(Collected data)
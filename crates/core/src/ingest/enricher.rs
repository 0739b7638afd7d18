use crate::domain::movie::{CandidateRecord, EnrichedRecord};
use crate::env_or;
use crate::ingest::provider::MovieCatalog;

const MAX_LOGGED_FAILURES: usize = 10;

#[derive(Debug, Clone)]
pub struct EnrichOptions {
    /// Admission floor; a record needs `budget > min_budget`.
    pub min_budget: i64,
    pub progress_every: usize,
}

impl Default for EnrichOptions {
    fn default() -> Self {
        Self {
            min_budget: 1000,
            progress_every: 50,
        }
    }
}

impl EnrichOptions {
    pub fn from_env() -> Self {
        let defaults = Self::default();
        Self {
            min_budget: env_or("ENRICH_MIN_BUDGET", defaults.min_budget),
            progress_every: env_or("ENRICH_PROGRESS_EVERY", defaults.progress_every),
        }
    }
}

#[derive(Debug, Clone, Default)]
pub struct EnrichmentReport {
    pub attempted: usize,
    pub admitted: usize,
    pub below_floor: usize,
    pub failed: usize,
    pub records: Vec<EnrichedRecord>,
}

/// Fetches detail for every candidate and keeps the ones that clear the budget floor.
///
/// A failed detail call drops only that candidate.
pub async fn enrich_candidates(
    catalog: &dyn MovieCatalog,
    candidates: Vec<CandidateRecord>,
    opts: &EnrichOptions,
) -> EnrichmentReport {
    let total = candidates.len();
    let mut report = EnrichmentReport::default();

    for (idx, candidate) in candidates.into_iter().enumerate() {
        if opts.progress_every != 0 && idx % opts.progress_every == 0 {
            tracing::info!(
                processed = idx,
                total,
                admitted = report.admitted,
                failures = report.failed,
                "detail enrichment progress"
            );
        }

        report.attempted += 1;
        match catalog.movie_detail(candidate.id).await {
            Ok(detail) => {
                if detail.budget > opts.min_budget {
                    report.records.push(EnrichedRecord::merge(candidate, detail));
                    report.admitted += 1;
                } else {
                    report.below_floor += 1;
                }
            }
            Err(err) => {
                report.failed += 1;
                if report.failed <= MAX_LOGGED_FAILURES {
                    tracing::warn!(
                        idx,
                        id = candidate.id,
                        title = %candidate.title,
                        failure_count = report.failed,
                        error = %err,
                        "detail fetch failed; dropping candidate"
                    );
                }
            }
        }
    }

    tracing::info!(
        provider = catalog.provider_name(),
        attempted = report.attempted,
        admitted = report.admitted,
        below_floor = report.below_floor,
        failures = report.failed,
        "detail enrichment finished"
    );

    report
}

== WHAT THE TASK ASKS ==
Give the number of lines above that contain the word "records", with no other text.

== SOLUTION TO THE EXERCISE ==
2